Keep only the lines from the start of the data through the line containing "let dim = query[0].len();", and output them exactly.
#### RECORDS FOR THIS EXERCISE ####
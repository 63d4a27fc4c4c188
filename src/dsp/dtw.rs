//! Dynamic time warping over feature-vector sequences.
//!
//! Cell cost is the squared Euclidean distance between vectors; the step set
//! {(−1,0), (0,−1), (−1,−1)} has equal weights, so a self-vs-self alignment
//! accumulates zero cost. The accumulated path cost is normalized by
//! `sqrt(m² + n²)` — the diagonal length — which keeps self-similarity from
//! being under-estimated on equal-length inputs the way `(m + n)`
//! normalization does.

use crate::config::DtwConfig;
use crate::error::{EngineError, Result};

/// Outcome of one DTW comparison.
#[derive(Debug, Clone, Copy)]
pub struct DtwResult {
    /// Path cost normalized by the diagonal length `sqrt(m² + n²)`.
    pub normalized_cost: f32,
    /// `exp(-normalized_cost / scale)`, clamped to `[0, 1]`.
    pub similarity: f32,
}

/// DTW comparator with an optional Sakoe–Chiba band.
pub struct DtwComparator {
    config: DtwConfig,
    /// Flat (m+1)×(n+1) cost matrix, reused across calls.
    cost: Vec<f32>,
}

impl DtwComparator {
    /// Create a comparator with the given sensitivity and band settings.
    #[must_use]
    pub fn new(config: DtwConfig) -> Self {
        Self {
            config,
            cost: Vec::new(),
        }
    }

    /// Compare a query sequence against a reference sequence.
    ///
    /// # Errors
    ///
    /// Returns `InsufficientData` if either sequence is empty and
    /// `InvalidParams` if any two vectors disagree on dimension.
    pub fn compare(&mut self, query: &[Vec<f32>], reference: &[Vec<f32>]) -> Result<DtwResult> {
        let m = query.len();
        let n = reference.len();
        if m == 0 || n == 0 {
            return Err(EngineError::InsufficientData(
                "DTW needs non-empty query and reference sequences",
            ));
        }

        let dim = query[0].len();
        if dim == 0
            || query.iter().any(|v| v.len() != dim)
            || reference.iter().any(|v| v.len() != dim)
        {
            return Err(EngineError::InvalidParams(
                "feature sequences must share a non-zero dimension".into(),
            ));
        }

        // Flat cost matrix, (m+1)×(n+1), reused between calls.
        let stride = n + 1;
        self.cost.clear();
        self.cost.resize((m + 1) * stride, f32::INFINITY);
        self.cost[0] = 0.0;

        for i in 1..=m {
            let (j_lo, j_hi) = self.band_bounds(i, m, n);
            for j in j_lo..=j_hi {
                let d = squared_euclidean(&query[i - 1], &reference[j - 1]);
                let up = self.cost[(i - 1) * stride + j];
                let left = self.cost[i * stride + j - 1];
                let diag = self.cost[(i - 1) * stride + j - 1];
                let prev = up.min(left).min(diag);
                if prev.is_finite() {
                    self.cost[i * stride + j] = d + prev;
                }
            }
        }

        let accumulated = self.cost[m * stride + n];
        if !accumulated.is_finite() {
            // The band was too narrow to connect the corners.
            return Err(EngineError::InvalidParams(format!(
                "Sakoe-Chiba band radius {:?} admits no path for {m}x{n}",
                self.config.band_radius
            )));
        }

        let normalized_cost =
            accumulated / ((m * m + n * n) as f32).sqrt();
        let similarity = (-normalized_cost / self.config.scale).exp().clamp(0.0, 1.0);

        Ok(DtwResult {
            normalized_cost,
            similarity,
        })
    }

    /// Valid reference-index range for query row `i`, per the band radius.
    /// For unequal lengths the band is centered on the stretched diagonal.
    fn band_bounds(&self, i: usize, m: usize, n: usize) -> (usize, usize) {
        match self.config.band_radius {
            None => (1, n),
            Some(r) => {
                let center = (i as f32 * n as f32 / m as f32).round() as isize;
                let lo = (center - r as isize).max(1) as usize;
                let hi = ((center + r as isize) as usize).min(n).max(lo);
                (lo, hi)
            }
        }
    }
}

fn squared_euclidean(a: &[f32], b: &[f32]) -> f32 {
    a.iter()
        .zip(b.iter())
        .map(|(&x, &y)| (x - y) * (x - y))
        .sum()
}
####
WRITTEN SOLUTION
repository 63d4a27fc4c4c188
filename src/dsp/dtw.rs
//! Dynamic time warping over feature-vector sequences.
//!
//! Cell cost is the squared Euclidean distance between vectors; the step set
//! {(−1,0), (0,−1), (−1,−1)} has equal weights, so a self-vs-self alignment
//! accumulates zero cost. The accumulated path cost is normalized by
//! `sqrt(m² + n²)` — the diagonal length — which keeps self-similarity from
//! being under-estimated on equal-length inputs the way `(m + n)`
//! normalization does.

use crate::config::DtwConfig;
use crate::error::{EngineError, Result};

/// Outcome of one DTW comparison.
#[derive(Debug, Clone, Copy)]
pub struct DtwResult {
    /// Path cost normalized by the diagonal length `sqrt(m² + n²)`.
    pub normalized_cost: f32,
    /// `exp(-normalized_cost / scale)`, clamped to `[0, 1]`.
    pub similarity: f32,
}

/// DTW comparator with an optional Sakoe–Chiba band.
pub struct DtwComparator {
    config: DtwConfig,
    /// Flat (m+1)×(n+1) cost matrix, reused across calls.
    cost: Vec<f32>,
}

impl DtwComparator {
    /// Create a comparator with the given sensitivity and band settings.
    #[must_use]
    pub fn new(config: DtwConfig) -> Self {
        Self {
            config,
            cost: Vec::new(),
        }
    }

    /// Compare a query sequence against a reference sequence.
    ///
    /// # Errors
    ///
    /// Returns `InsufficientData` if either sequence is empty and
    /// `InvalidParams` if any two vectors disagree on dimension.
    pub fn compare(&mut self, query: &[Vec<f32>], reference: &[Vec<f32>]) -> Result<DtwResult> {
        let m = query.len();
        let n = reference.len();
        if m == 0 || n == 0 {
            return Err(EngineError::InsufficientData(
                "DTW needs non-empty query and reference sequences",
            ));
        }

        let dim = query[0].len();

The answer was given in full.